An anderer Stelle erklärt Pohle dagegen: „Ich kann nicht meine Hand ins Feuer legen, dass der Balken nicht nach unten krachen wird.”

Amtsleiterin Erika Brüsehaber übernahm bei der Deutung der Vokabel die Rolle von Pohles Souffleur: „Mit dem Begriff Gefahr im Verzug verbindet Herr Pohle die freihändige Auftragsvergabe ohne Ausschreibung.“

Karl - Uwe Fuchs (Foto: mwBild)

Karl – Uwe Fuchs (Foto: mwBild)

Der Kreistagsabgeordnete Karl – Uwe Fuchs (FDP) teilte diese Auslegung nicht. „Wenn tatsächlich alles völlig unproblematisch wäre, dann hätte Gutachter Koch (begutachtete an Anfang Oktober 2016 erneut die Halle – die Red.) nach seiner ersten Hallenbegehung nicht gesagt: Die Halle sofort schließen.“, so der Wirtschaftsrechtsexperte.

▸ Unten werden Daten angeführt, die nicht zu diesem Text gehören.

use anyhow::Context;
use futures::TryStreamExt;
use mongodb::bson::doc;
use mongodb::Database;
use rand::seq::index;
use validator::Validate;

use crate::errors::QuizError;
use crate::models::{Question, QuestionSeed};

const COLLECTION: &str = "questions";

/// Read-mostly store of multiple-choice questions. Seeded once from JSON,
/// queried per request; never mutated while a quiz is in flight.
pub struct QuestionStore {
    mongo: Database,
}

impl QuestionStore {
    pub fn new(mongo: Database) -> Self {
        Self { mongo }
    }

    fn collection(&self) -> mongodb::Collection<Question> {
        self.mongo.collection::<Question>(COLLECTION)
    }

    /// Replaces the entire store contents with the given seed records.
    ///
    /// Every record is validated before anything is written, so a bad
    /// record aborts the whole batch and the old rows stay in place.
    /// Identifiers are assigned sequentially from 1 in seed order.
    pub async fn load(&self, seeds: Vec<QuestionSeed>) -> Result<usize, QuizError> {
        for (i, seed) in seeds.iter().enumerate() {
            seed.validate()
                .map_err(|e| QuizError::Validation(format!("record {}: {}", i + 1, e)))?;
        }

        let questions: Vec<Question> = seeds
            .into_iter()
            .enumerate()
            .map(|(i, seed)| seed.into_question(i as i64 + 1))
            .collect();

        let collection = self.collection();
        collection
            .delete_many(doc! {})
            .await
            .context("Failed to clear questions collection")?;

        let count = questions.len();
        if count > 0 {
            collection
                .insert_many(questions)
                .await
                .context("Failed to insert questions")?;
        }

        tracing::info!("Question store loaded with {} questions", count);
        Ok(count)
    }

    /// Uniform random sample of `n` distinct question ids, without
    /// replacement. `n == store size` yields the whole store in random
    /// order; anything larger is an error, never a truncated sample.
    pub async fn sample(&self, n: usize) -> Result<Vec<i64>, QuizError> {
        let ids = self.all_ids().await?;

        if n > ids.len() {
            return Err(QuizError::InsufficientQuestions {
                requested: n,
                available: ids.len(),
            });
        }

        let mut rng = rand::rng();
        let sampled = index::sample(&mut rng, ids.len(), n)
            .into_iter()
            .map(|i| ids[i])
            .collect();

        Ok(sampled)
    }

    pub async fn get(&self, id: i64) -> Result<Question, QuizError> {
        self.collection()
            .find_one(doc! { "_id": id })
            .await
            .context("Failed to query question")?
            .ok_or(QuizError::NotFound(id))
    }

    pub async fn count(&self) -> Result<u64, QuizError> {
        let count = self
            .collection()
            .count_documents(doc! {})
            .await
            .context("Failed to count questions")?;
        Ok(count)
    }

    async fn all_ids(&self) -> Result<Vec<i64>, QuizError> {
        let mut cursor = self
            .collection()
            .find(doc! {})
            .await
            .context("Failed to query questions")?;

        let mut ids = Vec::new();
        while let Some(question) = cursor.try_next().await.context("Question cursor error")? {
            ids.push(question.id);
        }
        Ok(ids)
    }
}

Für Fuchs steht zweifelsfrei fest, dass im Rathaus das Pohle Gutachten nicht ausreichend gewürdigt wurde. Die Schließung der Halle hätte unmittelbar nach dem 8. September und nicht erst am 4. Oktober 2016 erfolgen müssen.

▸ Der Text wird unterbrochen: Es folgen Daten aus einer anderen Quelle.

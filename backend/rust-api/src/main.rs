use std::sync::Arc;
use tracing_subscriber::{layer::SubscriberExt, util::SubscriberInitExt};

use mathquiz_api::{config::Config, create_router, services::AppState};

#[tokio::main]
async fn main() {
    // Initialize OpenTelemetry tracer (optional, can be disabled)
    let _tracer = init_telemetry();

    // Initialize tracing with OpenTelemetry layer
    tracing_subscriber::registry()
        .with(
            tracing_subscriber::EnvFilter::try_from_default_env()
                .unwrap_or_else(|_| "mathquiz_api=debug,tower_http=debug".into()),
        )
        .with(tracing_subscriber::fmt::layer())
        .with(tracing_opentelemetry::layer())
        .init();

    tracing::info!("Starting MathQuiz API");

    // Load configuration
    let config = Config::load().expect("Failed to load configuration");
    tracing::info!(
        "Configuration loaded for environment: {:?}",
        std::env::var("APP_ENV").unwrap_or_else(|_| "dev".to_string())
    );

    // Initialize database connections
    let mongo_client = mongodb::Client::with_uri_str(&config.mongo_uri)
        .await
        .expect("Failed to connect to MongoDB");
    tracing::info!("MongoDB connected");

    let redis_client =
        redis::Client::open(config.redis_uri.clone()).expect("Failed to create Redis client");

    // Build application state
    let app_state = Arc::new(
        AppState::new(config, mongo_client, redis_client)
            .await
            .expect("Failed to initialize application state"),
    );

    // Build router
    let app = create_router(app_state);

    // Start server
    let listener = tokio::net::TcpListener::bind("0.0.0.0:8080").await.unwrap();

    tracing::info!("Server listening on {}", listener.local_addr().unwrap());

    axum::serve(listener, app).await.unwrap();
}

fn init_telemetry() -> opentelemetry_sdk::trace::Tracer {
    use opentelemetry::trace::TracerProvider as _;
    use opentelemetry::KeyValue;
    use opentelemetry_otlp::WithExportConfig;
    use opentelemetry_sdk::trace::SdkTracerProvider;
    use opentelemetry_sdk::Resource;

    // Check if OTLP endpoint is configured
    let otlp_endpoint = std::env::var("OTEL_EXPORTER_OTLP_ENDPOINT")
        .unwrap_or_else(|_| "http://localhost:4318".to_string());

    tracing::info!(
        "Initializing OpenTelemetry with OTLP endpoint: {}",
        otlp_endpoint
    );

    // Configure OTLP exporter
    let exporter = opentelemetry_otlp::SpanExporter::builder()
        .with_http()
        .with_endpoint(otlp_endpoint)
        .build()
        .expect("Failed to create OTLP exporter");

    // Create resource with service information
    let resource = Resource::builder_empty()
        .with_service_name("mathquiz-api")
        .with_attributes(vec![KeyValue::new(
            "service.version",
            env!("CARGO_PKG_VERSION"),
        )])
        .build();

    // Create tracer provider
    let provider = SdkTracerProvider::builder()
        .with_batch_exporter(exporter)
        .with_resource(resource)
        .build();

    let tracer = provider.tracer("mathquiz-api");

    // Set global tracer provider
    opentelemetry::global::set_tracer_provider(provider);

    tracer
}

In seiner Sicht wird er von einem ihn bekannten Bauamtsleiter beflügelt. Dem hatte Fuchs das Pohle – Gutachten vorgelegt und gefragt, welche Entscheidung er getroffen hätte. „Er hätte sofort die Halle gesperrt.“, berichtete Fuchs.

Heiko Witte (Fraktion SPD) sieht keine extreme Brisanz in der Expertise: „Das Gutachten sagt nicht, dass es eine Einsturzgefahr gab. Dieses Szenario ist an den Haaren herbeigezogen.“

Heiko Witte (Fraktion SPD), Foto: mwBild

Heiko Witte (Fraktion SPD), Foto: mwBild

Nachdem die Schließung der Halle Anfang Oktober hohe Wellen geschlagen und Politiker auf die Tagesordnung gerufen hatte, unternahm Pohle auf Bitten des Rathauses einen Rechtfertigungsversuch zur nicht erfolgten Hallensperrung. In einer E – Mail Nachricht erklärte er am 12. Oktober: „ Der Umfang des Schadens war in meinen Untersuchungen nicht erfassbar, schon gar nicht das Ausmaß, welches eine Sperrung der gesamten Halle erforderlich gemacht hätte.“

Amtsleiterin Brüsehaber sieht kein Makel am Handeln der Verwaltung. Man hätte schließlich mit der Beauftragung einer weiteren Einschätzung durch Gutachter Koch sofort reagiert. Indirekt ließ sie jedoch Zweifel an der Kompetenz von Gutachter Pohle aufkommen:  „Herr Koch kannte das Schadensbild aus seinem Berufsleben. Er konnte die Sache anders einschätzen als Herr Pohle, dem dieser Schaden noch nie begegnet ist.“

Fazit der Sitzung: Ein Außenstehender hätte durchaus den Eindruck gewinnen können, dass Gutachter Pohle die Gefahren um die Sporthalle aus seinem Gutachten herunterspielt.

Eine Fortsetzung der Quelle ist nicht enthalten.